What the exercise asks.
Every line with "nbody" in it must be copied from the data.

Information shown.
//! Splitting CGI program output into header lines and a body
//!
//! A CGI response is a run of header lines, one blank line (`\n` or `\r\n`),
//! then the body. Header lines are kept verbatim apart from their terminator;
//! nothing is parsed or merged, so duplicate names survive. Everything after
//! the blank line, including whatever was already sitting in the read buffer,
//! is body.

use crate::cgi::{HeaderLine, ResponseSink};
use crate::cgi::body::CHUNK_SIZE;
use crate::cgi::parser::is_blank_line;
use crate::errors::{Error, Result};
use crate::log_util::ascii_escape;

use log::{debug, warn};

use std::io::{self, BufRead};

/// Strips one trailing `\n` and then one trailing `\r`, if present.
fn trim_terminator(mut line: Vec<u8>) -> Vec<u8> {
    if line.last() == Some(&b'\n') {
        line.pop();
    }
    if line.last() == Some(&b'\r') {
        line.pop();
    }
    line
}

/// How far body forwarding got
#[derive(Debug)]
pub struct Forwarded {
    pub bytes: u64,
    /// Set if forwarding stopped early, either reading or handing bytes on
    pub error: Option<io::Error>
}

/// Reads a CGI response from a buffered stream
#[derive(Debug)]
pub struct Splitter<R> {
    reader: R
}

impl<R: BufRead> Splitter<R> {
    pub fn new(reader: R) -> Splitter<R> {
        Splitter { reader: reader }
    }

    /// Reads header lines up to and including the blank line.
    ///
    /// If the stream ends first the lines read so far are thrown away and
    /// `Error::PrematureEndOfHeaders` is returned.
    pub fn headers(&mut self) -> Result<Vec<HeaderLine>> {
        let mut lines = Vec::new();

        loop {
            let mut line = Vec::new();
            let read = self.reader.read_until(b'\n', &mut line)
                .map_err(Error::Read)?;

            if read == 0 {
                if let Some(last) = lines.last() {
                    let HeaderLine(ref last) = *last;
                    warn!("CGI output ended after {} header line(s); last was \"{}\"",
                          lines.len(), ascii_escape(last));
                }
                return Err(Error::PrematureEndOfHeaders);
            }

            if is_blank_line(&line) {
                debug!("Read {} CGI header line(s)", lines.len());
                return Ok(lines);
            }

            lines.push(HeaderLine(trim_terminator(line)));
        }
    }

    /// Reads the next run of body bytes; `Ok(0)` at the end of the stream.
    pub fn read_chunk(&mut self, buffer: &mut [u8]) -> io::Result<usize> {
        loop {
            match self.reader.read(buffer) {
                Err(ref e) if e.kind() == io::ErrorKind::Interrupted => continue,
                other => return other
            }
        }
    }

    /// Passes the rest of the stream to `sink`, one bounded chunk at a time.
    pub fn forward(&mut self, sink: &mut dyn ResponseSink) -> Forwarded {
        let mut buffer = [0u8; CHUNK_SIZE];
        let mut forwarded = Forwarded { bytes: 0, error: None };

        loop {
            let read = match self.read_chunk(&mut buffer) {
                Ok(0) => return forwarded,
                Ok(n) => n,
                Err(e) => {
                    forwarded.error = Some(e);
                    return forwarded;
                }
            };

            if let Err(e) = sink.body(&buffer[.. read]) {
                forwarded.error = Some(e);
                return forwarded;
            }
            forwarded.bytes += read as u64;
        }
    }

    /// Reads and drops whatever is left.
    pub fn discard(&mut self) -> io::Result<u64> {
        io::copy(&mut self.reader, &mut io::sink())
    }
}

/// Splits `reader` into `sink` from a single thread.
///
/// Headers reach `sink` only once the blank line has been seen.
pub fn split<R: BufRead>(reader: R, sink: &mut dyn ResponseSink) -> Result<Forwarded> {
    let mut splitter = Splitter::new(reader);
    let headers = splitter.headers()?;
    sink.headers(&headers)?;
    Ok(splitter.forward(sink))
}

#[cfg(test)]
mod test {
    use super::*;
    use crate::cgi::Collected;

    use std::io::{BufReader, Read};

    fn lines(expected: &[&str]) -> Vec<HeaderLine> {
        expected.iter().map(|l| HeaderLine(Vec::from(l.as_bytes()))).collect()
    }

    #[test]
    fn status_and_content_type() {
        let mut sink = Collected::default();
        let input: &[u8] = b"Status: 200 OK\r\nContent-Type: text/plain\r\n\r\nHello";

        let forwarded = split(input, &mut sink).unwrap();

        assert_eq!(sink.headers, lines(&["Status: 200 OK", "Content-Type: text/plain"]));
        assert_eq!(sink.body, b"Hello");
        assert_eq!(forwarded.bytes, 5);
        assert!(forwarded.error.is_none());
    }

    #[test]
    fn bare_newlines() {
        let mut sink = Collected::default();
        let input: &[u8] = b"Content-Type: text/html\n\n<p>\n\n</p>\n";

        split(input, &mut sink).unwrap();

        assert_eq!(sink.headers, lines(&["Content-Type: text/html"]));
        assert_eq!(sink.body, b"<p>\n\n</p>\n");
    }

    #[test]
    fn blank_line_is_neither_header_nor_body() {
        let mut sink = Collected::default();
        let input: &[u8] = b"A: 1\r\n\r\n\r\nbody";

        split(input, &mut sink).unwrap();

        assert_eq!(sink.headers, lines(&["A: 1"]));
        assert_eq!(sink.body, b"\r\nbody");
    }

    #[test]
    fn duplicate_headers_are_kept() {
        let mut sink = Collected::default();
        let input: &[u8] = b"Set-Cookie: a=1\r\nSet-Cookie: b=2\r\nnot even a header\r\n\r\n";

        split(input, &mut sink).unwrap();

        assert_eq!(sink.headers,
                   lines(&["Set-Cookie: a=1", "Set-Cookie: b=2", "not even a header"]));
        assert!(sink.body.is_empty());
    }

    #[test]
    fn no_headers_at_all() {
        let mut sink = Collected::default();
        split(&b"\r\nonly body"[..], &mut sink).unwrap();
        assert!(sink.headers.is_empty());
        assert_eq!(sink.body, b"only body");
    }

    #[test]
    fn premature_end_forwards_nothing() {
        let mut sink = Collected::default();
        let input: &[u8] = b"Content-Type: text/plain\r\n";

        match split(input, &mut sink) {
            Err(Error::PrematureEndOfHeaders) => (),
            other => panic!("{:?}", other)
        }
        assert!(sink.headers.is_empty());
        assert!(sink.body.is_empty());
    }

    #[test]
    fn empty_output_is_premature() {
        let mut sink = Collected::default();
        match split(&b""[..], &mut sink) {
            Err(Error::PrematureEndOfHeaders) => (),
            other => panic!("{:?}", other)
        }
    }

    #[test]
    fn unterminated_last_line_is_premature() {
        let mut splitter = Splitter::new(&b"A: 1\r\nB: 2"[..]);
        match splitter.headers() {
            Err(Error::PrematureEndOfHeaders) => (),
            other => panic!("{:?}", other)
        }
    }

    #[test]
    fn binary_body_survives_small_buffers() {
        let mut input = Vec::from(&b"Content-Type: application/octet-stream\r\n\r\n"[..]);
        let body: Vec<u8> = (0 .. 2 * CHUNK_SIZE + 5).map(|i| (i % 256) as u8).collect();
        input.extend_from_slice(&body);

        let mut sink = Collected::default();
        let forwarded = split(BufReader::with_capacity(7, &input[..]), &mut sink).unwrap();

        assert_eq!(sink.body, body);
        assert_eq!(forwarded.bytes, body.len() as u64);
    }

    struct Failing<'a> {
        first: &'a [u8]
    }

    impl<'a> Read for Failing<'a> {
        fn read(&mut self, buf: &mut [u8]) -> io::Result<usize> {
            if self.first.is_empty() {
                return Err(io::Error::new(io::ErrorKind::Other, "pipe broke"));
            }
            let n = self.first.read(buf)?;
            Ok(n)
        }
    }

    #[test]
    fn read_error_in_body_truncates() {
        let reader = BufReader::new(Failing { first: b"A: 1\n\nsome" });
        let mut sink = Collected::default();

        let forwarded = split(reader, &mut sink).unwrap();

        assert_eq!(sink.headers, lines(&["A: 1"]));
        assert_eq!(sink.body, b"some");
        assert!(forwarded.error.is_some());
    }

    #[test]
    fn read_error_in_headers_is_fatal() {
        let reader = BufReader::new(Failing { first: b"A: 1\n" });
        let mut sink = Collected::default();

        match split(reader, &mut sink) {
            Err(Error::Read(_)) => (),
            other => panic!("{:?}", other)
        }
        assert!(sink.headers.is_empty());
    }
}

The answer.
        let input: &[u8] = b"A: 1\r\n\r\n\r\nbody";
        assert_eq!(sink.body, b"\r\nbody");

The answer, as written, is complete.